Drone expert panel, exhibition and networking drinks 

‘Drones’, ‘Unmanned Aerial Vehicles’ (UAVs), ‘Unmanned Aircraft Systems’ (UASs); ‘Remotely Piloted Aircraft Systems’ (RPASs)... They take us to new places, changing the way we are exploring solutions for security, disaster relief, communications, conservation or agriculture.  Meet three successful women in technology who are challenging the way we see the world. Join us for a series of thought provoking presentations followed by an interactive Q&A session and  networking drinks around a drone exhibition: small and large UVA's and flight simulator.

Your Speakers:

Dr Catherine Ball - Corporate and Private National Telstra Business Woman of the Year 2015

"To innovate is to be human" 

Dr Catherine Ball is a renowned environmental scientist with business credentials to match. Inspired by a childhood love of the natural world, her breakthrough work focused on sending Remotely Piloted Aircraft Systems (RPAS) to remote areas of coastline to observe endangered turtle colonies.  Dr Ball is today at the absolute forefront of RPAS technology.  Her work at engineering consultancy URS put Australia on the world stage.  Exploring new ways RPAs can be used, her research is changing how business and government operate. Since winning Telstra’s Queensland Business Woman of the Year and National Corporate and Private Award, she has advocated for diversity in many spheres of work and life.  As a tertiary mentor for The Smith Family for two university students, her social justice and humanitarian work is all important to her.  She strongly advocates that environmental and human health are inextricably linked and is a long-time champion for accessibility to science education for all ages, genders, and socio-economic backgrounds.  Dr Ball continues to help businesses make informed choices about the preservation of native species. She is an innovator, scientist, business woman, champion of change, and above all, a communicator.

Dr Barbara George-Jaeggli

"When drones became plant breeders – the use of UAVs in the search for interesting plant traits"

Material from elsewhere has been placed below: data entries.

use std::path::{Path, PathBuf};
use std::time::Duration;

use anyhow::Context;
use prospector_common::SimulationParameters;
use rand::Rng;
use rand::seq::SliceRandom;
use serde::{Deserialize, Serialize};

use crate::error::ConfigError;

pub const CONFIG_PATH_ENV: &str = "PROSPECTOR_CONFIG";
pub const API_KEY_ENV: &str = "NASA_API_KEY";
const DEFAULT_CONFIG_PATH: &str = "config.toml";

/// One week
pub const MAX_INTERVAL_SECS: u64 = 60 * 60 * 24 * 7;
pub const MAX_TIMEOUT_SECS: u64 = 60 * 60;
pub const MAX_RETRY_DELAY_SECS: u64 = 60 * 60;

#[derive(Debug, Clone, Serialize, Deserialize)]
pub struct AppConfig {
    #[serde(default = "default_log_level")]
    pub log_level: String,

    #[serde(default = "default_log_dir")]
    pub log_dir: String,

    #[serde(default)]
    pub catalog: CatalogConfig,

    #[serde(default)]
    pub simulation: SimulationConfig,

    #[serde(default)]
    pub schedule: ScheduleConfig,
}

/// NeoWs endpoint settings
#[derive(Debug, Clone, Serialize, Deserialize)]
pub struct CatalogConfig {
    #[serde(default = "default_base_url")]
    pub base_url: String,

    #[serde(default = "default_api_key")]
    pub api_key: String,

    #[serde(default = "default_timeout_secs")]
    pub timeout_secs: u64,

    #[serde(default = "default_max_retries")]
    pub max_retries: u32,

    #[serde(default = "default_retry_delay_secs")]
    pub retry_delay_secs: u64,
}

#[derive(Debug, Clone, Serialize, Deserialize)]
pub struct SimulationConfig {
    /// m/s
    #[serde(default = "default_target_delta_v")]
    pub target_delta_v: f64,

    /// s
    #[serde(default = "default_burn_time")]
    pub burn_time: f64,

    /// kg/m^3, typical for rocky bodies
    #[serde(default = "default_density")]
    pub density: f64,

    #[serde(default = "default_value_per_kg")]
    pub value_per_kg: f64,
}

#[derive(Debug, Clone, Serialize, Deserialize)]
pub struct ScheduleConfig {
    /// Fixed asteroid to track; picked from `candidate_ids` when unset
    #[serde(default)]
    pub asteroid_id: Option<String>,

    #[serde(default = "default_candidate_ids")]
    pub candidate_ids: Vec<String>,

    #[serde(default = "default_interval_secs")]
    pub interval_secs: u64,
}

fn default_log_level() -> String {
    "info".to_string()
}

fn default_log_dir() -> String {
    "logs".to_string()
}

fn default_base_url() -> String {
    "https://api.nasa.gov/neo/rest/v1/neo/".to_string()
}

fn default_api_key() -> String {
    "DEMO_KEY".to_string()
}

fn default_timeout_secs() -> u64 {
    30
}

fn default_max_retries() -> u32 {
    3
}

fn default_retry_delay_secs() -> u64 {
    2
}

fn default_target_delta_v() -> f64 {
    3000.0
}

fn default_burn_time() -> f64 {
    3600.0
}

fn default_density() -> f64 {
    3500.0
}

fn default_value_per_kg() -> f64 {
    45000.0
}

fn default_candidate_ids() -> Vec<String> {
    ["3542519", "3542517", "3542520", "3542518"]
        .iter()
        .map(|id| id.to_string())
        .collect()
}

fn default_interval_secs() -> u64 {
    5
}

impl Default for CatalogConfig {
    fn default() -> Self {
        Self {
            base_url: default_base_url(),
            api_key: default_api_key(),
            timeout_secs: default_timeout_secs(),
            max_retries: default_max_retries(),
            retry_delay_secs: default_retry_delay_secs(),
        }
    }
}

impl Default for SimulationConfig {
    fn default() -> Self {
        Self {
            target_delta_v: default_target_delta_v(),
            burn_time: default_burn_time(),
            density: default_density(),
            value_per_kg: default_value_per_kg(),
        }
    }
}

impl Default for ScheduleConfig {
    fn default() -> Self {
        Self {
            asteroid_id: None,
            candidate_ids: default_candidate_ids(),
            interval_secs: default_interval_secs(),
        }
    }
}

impl Default for AppConfig {
    fn default() -> Self {
        Self {
            log_level: default_log_level(),
            log_dir: default_log_dir(),
            catalog: CatalogConfig::default(),
            simulation: SimulationConfig::default(),
            schedule: ScheduleConfig::default(),
        }
    }
}

/// Path named by `PROSPECTOR_CONFIG`, or `config.toml`
pub fn config_path() -> PathBuf {
    std::env::var(CONFIG_PATH_ENV)
        .ok()
        .filter(|p| !p.is_empty())
        .map(PathBuf::from)
        .unwrap_or_else(|| PathBuf::from(DEFAULT_CONFIG_PATH))
}

impl AppConfig {
    pub fn from_file(path: impl AsRef<Path>) -> anyhow::Result<Self> {
        let path = path.as_ref();
        let content = std::fs::read_to_string(path)
            .with_context(|| format!("Failed to read config file {}", path.display()))?;
        let config: AppConfig = toml::from_str(&content)
            .with_context(|| format!("Failed to parse config file {}", path.display()))?;
        Ok(config)
    }

    /// Read `path` if it exists, fall back to defaults otherwise, then apply
    /// the API key from the environment.
    pub fn load_or_default(path: impl AsRef<Path>) -> anyhow::Result<Self> {
        let path = path.as_ref();
        let config = if path.exists() {
            Self::from_file(path)?
        } else {
            Self::default()
        };

        Ok(config.with_api_key_override(std::env::var(API_KEY_ENV).ok()))
    }

    pub fn with_api_key_override(mut self, api_key: Option<String>) -> Self {
        if let Some(key) = api_key.filter(|k| !k.trim().is_empty()) {
            self.catalog.api_key = key;
        }
        self
    }

    /// Check everything a run depends on. Must pass before the scheduler starts.
    pub fn validate(&self) -> Result<(), ConfigError> {
        self.simulation.parameters()?;

        let interval = self.schedule.interval_secs;
        if !(1..=MAX_INTERVAL_SECS).contains(&interval) {
            return Err(ConfigError::IntervalOutOfRange {
                got: interval,
                max: MAX_INTERVAL_SECS,
            });
        }

        let timeout = self.catalog.timeout_secs;
        if !(1..=MAX_TIMEOUT_SECS).contains(&timeout) {
            return Err(ConfigError::TimeoutOutOfRange {
                got: timeout,
                max: MAX_TIMEOUT_SECS,
            });
        }

        let retry_delay = self.catalog.retry_delay_secs;
        if retry_delay > MAX_RETRY_DELAY_SECS {
            return Err(ConfigError::RetryDelayOutOfRange {
                got: retry_delay,
                max: MAX_RETRY_DELAY_SECS,
            });
        }

        if self.catalog.base_url.trim().is_empty() {
            return Err(ConfigError::EmptyBaseUrl);
        }
        if self.catalog.max_retries == 0 {
            return Err(ConfigError::ZeroRetries);
        }
        if self.schedule.asteroid_id.is_none() && self.schedule.candidate_ids.is_empty() {
            return Err(ConfigError::NoAsteroidCandidates);
        }

        Ok(())
    }
}

impl CatalogConfig {
    pub fn timeout(&self) -> Duration {
        Duration::from_secs(self.timeout_secs)
    }

    pub fn retry_delay(&self) -> Duration {
        Duration::from_secs(self.retry_delay_secs)
    }
}

impl SimulationConfig {
    pub fn parameters(&self) -> Result<SimulationParameters, ConfigError> {
        Ok(SimulationParameters::new(
            self.target_delta_v,
            self.burn_time,
            self.density,
            self.value_per_kg,
        )?)
    }
}

impl ScheduleConfig {
    pub fn interval(&self) -> Duration {
        Duration::from_secs(self.interval_secs)
    }

    /// The configured asteroid, or a uniformly random candidate.
    pub fn select_asteroid<R: Rng + ?Sized>(&self, rng: &mut R) -> Result<String, ConfigError> {
        if let Some(id) = self.asteroid_id.as_ref().filter(|id| !id.trim().is_empty()) {
            return Ok(id.clone());
        }

        self.candidate_ids
            .choose(rng)
            .cloned()
            .ok_or(ConfigError::NoAsteroidCandidates)
    }
}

Barbara is working for the University of Queensland as part of the ARC-funded Centre of Excellence in Translational Photosynthesis, and working for DAF on GRDC-funded agronomy projects. The main objective of her previous and current work is to increase crop yields in variable environments, be it through pushing the yield ceiling genetically or identifying optimal agronomic practices to ensure yield potentials are achieved in growers’ paddocks. She uses molecular techniques, plant and crop physiological experimentation, proximal and remote sensing and crop modelling to study individual traits at the leaf, plant and crop level.

 

Dr Angela Daly

 

"Big Brother in the skies – drones’ privacy implications"

 

Dr Angela Daly is Vice-Chancellor’s Research Fellow at QUT Faculty of Law and Australian Privacy Foundation board member. She is a socio-legal scholar of technology and a digital rights activist. Angela has previously worked for the Swinburne Institute for Social Research (Australia), Electronic Frontier Foundation (US) and OFC.